And it’s New York’s tentacular state and local government that helps make it so wildly expensive to build. The NYU study found a host of government policies that drive construction prices higher. For starters, city agencies responsible for overseeing and regulating building were often openly hostile to new construction, the study discovered. “The Buildings Department is still one of the major drivers of the high cost of housing in New York City, rather than an agency dedicated to reducing expense and facilitating development,” the report observed. Even experienced builders, the study found, now typically employed well-paid “expediters” to move their projects through the city’s foot-dragging approval process, adding an average cost of about $200,000 per building.
Taxes and fees tied specifically to development—many of them rare in other cities—are another factor in Gotham’s sky-high building costs. For example, New York levies a transfer tax on land when a developer buys a plot, and then a mortgage-recording tax when a builder borrows to finance his project. And the builder faces significant sales taxes on construction materials, too. For a hypothetical New York apartment building, going up on a plot of land bought for, say, $5 million, real-estate, mortgage, and sales taxes would add $1.6 million to the development price tag.
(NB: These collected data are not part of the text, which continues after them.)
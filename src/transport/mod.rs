//! Byte-serial transport abstraction for the TP-UART interface.
//!
//! This module defines the `Transport` trait that abstracts the underlying
//! serial driver, enabling:
//! - Testability through a mock implementation
//! - Flexibility to support different UART peripherals
//! - Keeping register-level driver code out of the protocol layers
//!
//! ## Contract
//!
//! Both directions are strictly non-blocking and single-transfer: a call
//! either rejects immediately with `Busy` because a transfer of that
//! direction is already in flight (or no byte has arrived yet), or accepts
//! and completes asynchronously. Completion surfaces to the protocol layer
//! only through the physical layer's polled retry loops; the driver never
//! blocks the caller.

pub mod mock;

pub use mock::MockTransport;

use crate::error::Result;

/// Outcome of one non-blocking send poll.
#[derive(Debug, Clone, Copy, PartialEq, Eq)]
#[cfg_attr(feature = "defmt", derive(defmt::Format))]
pub enum SendPoll {
    /// The byte was accepted for transmission.
    Accepted,
    /// A send transfer is already in flight; try again later.
    Busy,
    /// The driver reported a fault; the byte was not accepted.
    Error,
}

/// Outcome of one non-blocking receive poll.
#[derive(Debug, Clone, Copy, PartialEq, Eq)]
#[cfg_attr(feature = "defmt", derive(defmt::Format))]
pub enum RecvPoll {
    /// One byte has arrived.
    Received(u8),
    /// No byte available yet, or a receive transfer is in flight.
    Busy,
    /// The driver reported a fault.
    Error,
}

/// Byte-serial transport capability.
///
/// Implementations wrap the actual UART peripheral; at most one send and
/// one receive transfer may be in flight at a time.
///
/// # Examples
///
/// ## Implementing for a custom driver
///
/// ```rust,no_run
/// use knx_tpuart::transport::{RecvPoll, SendPoll, Transport};
///
/// struct UartDriver {
///     // ... peripheral handle
/// }
///
/// impl Transport for UartDriver {
///     fn send(&mut self, byte: u8) -> SendPoll {
///         // Start a one-byte DMA/IRQ transfer, or report Busy
///         # let _ = byte;
///         SendPoll::Accepted
///     }
///
///     fn receive(&mut self) -> RecvPoll {
///         // Return the next byte the ISR captured, if any
///         RecvPoll::Busy
///     }
/// }
/// ```
pub trait Transport {
    /// Initialize the peripheral.
    ///
    /// Default implementation does nothing. Override if the driver needs
    /// explicit bring-up before moving bytes.
    fn init(&mut self) -> Result<()> {
        Ok(())
    }

    /// Try to hand one byte to the driver for transmission.
    fn send(&mut self, byte: u8) -> SendPoll;

    /// Try to take one received byte from the driver.
    fn receive(&mut self) -> RecvPoll;
}
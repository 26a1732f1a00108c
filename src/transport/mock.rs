//! Mock transport implementation for testing.
//!
//! This module provides a mock implementation of [`Transport`] that can be
//! used in unit tests to simulate the TP-UART byte stream without serial
//! hardware.
//!
//! The mock can:
//! - Pre-program bytes that will be returned by `receive()` in FIFO order
//! - Record every byte handed to `send()`
//! - Report `Busy` for a programmable number of polls per direction
//! - Simulate an initialization failure
//! - Advance a shared [`Timer`] once per poll, so that timeout paths
//!   terminate deterministically in tests
//!
//! ## Example
//!
//! ```rust
//! use knx_tpuart::transport::{MockTransport, RecvPoll, SendPoll, Transport};
//!
//! let mut mock = MockTransport::new();
//! mock.queue_bytes(&[0x03]);
//!
//! assert_eq!(mock.send(0x01), SendPoll::Accepted);
//! assert_eq!(mock.receive(), RecvPoll::Received(0x03));
//! assert_eq!(mock.receive(), RecvPoll::Busy);
//! assert_eq!(mock.sent(), &[0x01]);
//! ```

use heapless::{Deque, Vec};

use crate::error::{Result, TpuartError};
use crate::timer::Timer;
use crate::transport::{RecvPoll, SendPoll, Transport};

/// Capacity of the mock's per-direction byte buffers.
const MOCK_CAPACITY: usize = 256;

/// Mock byte-serial transport for protocol tests.
#[derive(Debug, Default)]
pub struct MockTransport<'a> {
    /// Bytes the "peer" has placed on the wire, delivered in FIFO order.
    rx_bytes: Deque<u8, MOCK_CAPACITY>,
    /// Every byte accepted through `send()`.
    sent: Vec<u8, MOCK_CAPACITY>,
    /// Remaining send polls that report Busy before accepting.
    send_busy: usize,
    /// Remaining receive polls that report Busy before delivering.
    recv_busy: usize,
    /// Whether `init()` should fail.
    fail_init: bool,
    /// Ticked once per poll to simulate time passing.
    timer: Option<&'a Timer>,
}

impl<'a> MockTransport<'a> {
    /// Create a new mock transport.
    pub fn new() -> Self {
        Self::default()
    }

    /// Attach a timer that advances by one tick on every poll.
    ///
    /// With the polled retry loops this makes wall-clock timeouts elapse
    /// after a bounded number of polls instead of spinning forever.
    pub fn with_timer(mut self, timer: &'a Timer) -> Self {
        self.timer = Some(timer);
        self
    }

    /// Queue bytes to be delivered by subsequent `receive()` polls.
    pub fn queue_bytes(&mut self, bytes: &[u8]) {
        for &byte in bytes {
            let _ = self.rx_bytes.push_back(byte);
        }
    }

    /// All bytes accepted through `send()`, in order.
    pub fn sent(&self) -> &[u8] {
        &self.sent
    }

    /// Clear the sent-byte record.
    pub fn clear_sent(&mut self) {
        self.sent.clear();
    }

    /// Report Busy for the next `polls` send attempts.
    pub fn set_send_busy(&mut self, polls: usize) {
        self.send_busy = polls;
    }

    /// Report Busy for the next `polls` receive attempts.
    pub fn set_recv_busy(&mut self, polls: usize) {
        self.recv_busy = polls;
    }

    /// Make `init()` fail.
    pub fn fail_init(&mut self, fail: bool) {
        self.fail_init = fail;
    }

    fn advance_time(&self) {
        if let Some(timer) = self.timer {
            timer.tick();
        }
    }
}

impl Transport for MockTransport<'_> {
    fn init(&mut self) -> Result<()> {
        if self.fail_init {
            Err(TpuartError::transport_init())
        } else {
            Ok(())
        }
    }

    fn send(&mut self, byte: u8) -> SendPoll {
        self.advance_time();
        if self.send_busy > 0 {
            self.send_busy -= 1;
            return SendPoll::Busy;
        }
        match self.sent.push(byte) {
            Ok(()) => SendPoll::Accepted,
            Err(_) => SendPoll::Error,
        }
    }

    fn receive(&mut self) -> RecvPoll {
        self.advance_time();
        if self.recv_busy > 0 {
            self.recv_busy -= 1;
            return RecvPoll::Busy;
        }
        match self.rx_bytes.pop_front() {
            Some(byte) => RecvPoll::Received(byte),
            None => RecvPoll::Busy,
        }
    }
}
New York’s local and state elected officials also write laws and codes that curry favor with various special interests with a financial stake in development, raising prices higher still. Litigation-friendly New York State makes it easy to sue builders and developers, for instance, which benefits construction-worker unions and trial lawyers, two powerful Albany lobbies, but makes insurance on the construction of an apartment building as much as 8 percent to 10 percent of total costs—twice the national average. The Scaffold Law may be the most striking example of this kind of legislation. Unique in the country, it mandates that a developer or contractor is completely liable if an employee gets injured on a job site, even if worker negligence played a role. Even workers found to be drunk on the job have won big judgments.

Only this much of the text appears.